### WORK ORDER
The records that follow should be copied in full, exactly as they read.

────────────────────

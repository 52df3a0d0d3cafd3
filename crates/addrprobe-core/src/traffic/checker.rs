use super::PipelineStage;
use crate::{
    BusAdapter, BusCompletion, BusResponse, BusTarget, DataFault, ErrorLatch, RunningState,
    StageId, TraceEvent, TraceSink, TransferProgress, TransferSession,
};

/// Checker states.
#[derive(Debug, Clone, Copy, PartialEq, Eq, Hash, Default)]
pub enum CheckerState {
    /// Waiting for `start`.
    #[default]
    Idle,
    /// Read address asserted, not yet accepted.
    RequestRead,
    /// Read accepted, waiting for data.
    WaitData,
    /// Data compared; cursor moves and the end predicate is evaluated.
    Advance,
}

/// Reads a session back and compares every word with the expected pattern.
///
/// Mismatches never stop the session. The first one is held in the
/// [`ErrorLatch`], which survives the checker returning to `Idle` and is only
/// released by [`PipelineStage::reset`].
#[derive(Debug)]
pub struct TrafficChecker {
    stage: StageId,
    session: TransferSession,
    adapter: Box<dyn BusAdapter>,
    state: CheckerState,
    running: RunningState,
    latch: ErrorLatch,
    verbose: bool,
    reads: u64,
    mismatches: u64,
}

impl TrafficChecker {
    /// Creates an idle checker for `session` driving `adapter`.
    #[must_use]
    pub fn new(stage: StageId, session: TransferSession, adapter: Box<dyn BusAdapter>) -> Self {
        Self {
            stage,
            session,
            adapter,
            state: CheckerState::Idle,
            running: RunningState::from_session(&session),
            latch: ErrorLatch::default(),
            verbose: false,
            reads: 0,
            mismatches: 0,
        }
    }

    /// Enables per-read trace samples.
    #[must_use]
    pub const fn with_verbose(mut self, verbose: bool) -> Self {
        self.verbose = verbose;
        self
    }

    /// Current state.
    #[must_use]
    pub const fn state(&self) -> CheckerState {
        self.state
    }

    /// Session this checker replays.
    #[must_use]
    pub const fn session(&self) -> &TransferSession {
        &self.session
    }

    /// Cursor of the read in flight.
    #[must_use]
    pub const fn running(&self) -> RunningState {
        self.running
    }

    /// Sticky first-mismatch latch.
    #[must_use]
    pub const fn latch(&self) -> &ErrorLatch {
        &self.latch
    }

    /// Reads completed since construction.
    #[must_use]
    pub const fn reads(&self) -> u64 {
        self.reads
    }

    /// Mismatching reads since construction, including those not latched.
    #[must_use]
    pub const fn mismatches(&self) -> u64 {
        self.mismatches
    }

    fn compare(&mut self, observed: u32, response: BusResponse, sink: &mut dyn TraceSink) {
        let address = self.running.current_address;
        let expected = self.running.current_value;
        self.reads = self.reads.saturating_add(1);

        if self.verbose {
            sink.on_event(TraceEvent::ReadSample {
                stage: self.stage,
                address,
                expected,
                observed,
            });
        }
        if observed == expected {
            return;
        }

        let fault = DataFault {
            address,
            expected,
            observed,
        };
        self.mismatches = self.mismatches.saturating_add(1);
        sink.on_event(TraceEvent::Mismatch {
            stage: self.stage,
            fault,
        });
        if self.latch.record(fault) {
            log::warn!(
                "{}: first mismatch at {address:#x} ({response:?})",
                self.stage
            );
        }
    }
}

impl PipelineStage for TrafficChecker {
    fn id(&self) -> StageId {
        self.stage
    }

    fn is_idle(&self) -> bool {
        self.state == CheckerState::Idle
    }

    fn step(&mut self, start: bool, target: &mut dyn BusTarget, sink: &mut dyn TraceSink) -> bool {
        match self.state {
            CheckerState::Idle => {
                if start {
                    self.running = RunningState::from_session(&self.session);
                    self.state = CheckerState::RequestRead;
                    sink.on_event(TraceEvent::StageStarted { stage: self.stage });
                }
                return false;
            }
            CheckerState::Advance => {
                if self.running.advance(&self.session) {
                    self.state = CheckerState::Idle;
                    self.running = RunningState::from_session(&self.session);
                    sink.on_event(TraceEvent::StageFinished {
                        stage: self.stage,
                        transfers: self.session.transfer_count(),
                    });
                    return true;
                }
                self.state = CheckerState::RequestRead;
                return false;
            }
            CheckerState::RequestRead if self.adapter.is_ready() => {
                if let Err(error) = self.adapter.begin_read(self.running.current_address) {
                    log::error!("{}: {error}", self.stage);
                }
            }
            CheckerState::RequestRead | CheckerState::WaitData => {}
        }

        if let Some(BusCompletion::Read { data, response }) = self.adapter.clock(target) {
            self.compare(data, response, sink);
            self.state = CheckerState::Advance;
            return false;
        }

        self.state = match self.adapter.progress() {
            TransferProgress::Idle | TransferProgress::Requesting => CheckerState::RequestRead,
            TransferProgress::PartiallyAccepted
            | TransferProgress::AwaitingResponse
            | TransferProgress::Quiescent => CheckerState::WaitData,
        };
        false
    }

    fn reset(&mut self) {
        self.adapter.reset();
        self.state = CheckerState::Idle;
        self.running = RunningState::from_session(&self.session);
        self.latch.clear();
    }
}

────────────────────

### OUTPUT BELOW
repository 52df3a0d0d3cafd3
filename crates/addrprobe-core/src/traffic/checker.rs
use super::PipelineStage;
use crate::{
    BusAdapter, BusCompletion, BusResponse, BusTarget, DataFault, ErrorLatch, RunningState,
    StageId, TraceEvent, TraceSink, TransferProgress, TransferSession,
};

/// Checker states.
#[derive(Debug, Clone, Copy, PartialEq, Eq, Hash, Default)]
pub enum CheckerState {
    /// Waiting for `start`.
    #[default]
    Idle,
    /// Read address asserted, not yet accepted.
    RequestRead,
    /// Read accepted, waiting for data.
    WaitData,
    /// Data compared; cursor moves and the end predicate is evaluated.
    Advance,
}

/// Reads a session back and compares every word with the expected pattern.
///
/// Mismatches never stop the session. The first one is held in the
/// [`ErrorLatch`], which survives the checker returning to `Idle` and is only
/// released by [`PipelineStage::reset`].
#[derive(Debug)]
pub struct TrafficChecker {
    stage: StageId,
    session: TransferSession,
    adapter: Box<dyn BusAdapter>,
    state: CheckerState,
    running: RunningState,
    latch: ErrorLatch,
    verbose: bool,
    reads: u64,
    mismatches: u64,
}

impl TrafficChecker {
    /// Creates an idle checker for `session` driving `adapter`.
    #[must_use]
    pub fn new(stage: StageId, session: TransferSession, adapter: Box<dyn BusAdapter>) -> Self {
        Self {
            stage,
            session,
            adapter,
            state: CheckerState::Idle,
            running: RunningState::from_session(&session),
            latch: ErrorLatch::default(),
            verbose: false,
            reads: 0,
            mismatches: 0,
        }
    }

    /// Enables per-read trace samples.
    #[must_use]
    pub const fn with_verbose(mut self, verbose: bool) -> Self {
        self.verbose = verbose;
        self
    }

    /// Current state.
    #[must_use]
    pub const fn state(&self) -> CheckerState {
        self.state
    }

    /// Session this checker replays.
    #[must_use]
    pub const fn session(&self) -> &TransferSession {
        &self.session
    }

    /// Cursor of the read in flight.
    #[must_use]
    pub const fn running(&self) -> RunningState {
        self.running
    }

    /// Sticky first-mismatch latch.
    #[must_use]
    pub const fn latch(&self) -> &ErrorLatch {
        &self.latch
    }

    /// Reads completed since construction.
    #[must_use]
    pub const fn reads(&self) -> u64 {
        self.reads
    }

    /// Mismatching reads since construction, including those not latched.
    #[must_use]
    pub const fn mismatches(&self) -> u64 {
        self.mismatches
    }

    fn compare(&mut self, observed: u32, response: BusResponse, sink: &mut dyn TraceSink) {
        let address = self.running.current_address;
        let expected = self.running.current_value;
        self.reads = self.reads.saturating_add(1);

        if self.verbose {
            sink.on_event(TraceEvent::ReadSample {
                stage: self.stage,
                address,
                expected,
                observed,
            });
        }
        if observed == expected {
            return;
        }

        let fault = DataFault {
            address,
            expected,
            observed,
        };
        self.mismatches = self.mismatches.saturating_add(1);
        sink.on_event(TraceEvent::Mismatch {
            stage: self.stage,
            fault,
        });
        if self.latch.record(fault) {
            log::warn!(
                "{}: first mismatch at {address:#x} ({response:?})",
                self.stage
            );
        }
    }
}

impl PipelineStage for TrafficChecker {
    fn id(&self) -> StageId {
        self.stage
    }

    fn is_idle(&self) -> bool {
        self.state == CheckerState::Idle
    }

    fn step(&mut self, start: bool, target: &mut dyn BusTarget, sink: &mut dyn TraceSink) -> bool {
        match self.state {
            CheckerState::Idle => {
                if start {
                    self.running = RunningState::from_session(&self.session);
                    self.state = CheckerState::RequestRead;
                    sink.on_event(TraceEvent::StageStarted { stage: self.stage });
                }
                return false;
            }
            CheckerState::Advance => {
                if self.running.advance(&self.session) {
                    self.state = CheckerState::Idle;
                    self.running = RunningState::from_session(&self.session);
                    sink.on_event(TraceEvent::StageFinished {
                        stage: self.stage,
                        transfers: self.session.transfer_count(),
                    });
                    return true;
                }
                self.state = CheckerState::RequestRead;
                return false;
            }
            CheckerState::RequestRead if self.adapter.is_ready() => {
                if let Err(error) = self.adapter.begin_read(self.running.current_address) {
                    log::error!("{}: {error}", self.stage);
                }
            }
            CheckerState::RequestRead | CheckerState::WaitData => {}
        }

        if let Some(BusCompletion::Read { data, response }) = self.adapter.clock(target) {
            self.compare(data, response, sink);
            self.state = CheckerState::Advance;
            return false;
        }

        self.state = match self.adapter.progress() {
            TransferProgress::Idle | TransferProgress::Requesting => CheckerState::RequestRead,
            TransferProgress::PartiallyAccepted
            | TransferProgress::AwaitingResponse
            | TransferProgress::Quiescent => CheckerState::WaitData,
        };
        false
    }

    fn reset(&mut self) {
        self.adapter.reset();
        self.state = CheckerState::Idle;
        self.running = RunningState::from_session(&self.session);
        self.latch.clear();
    }
}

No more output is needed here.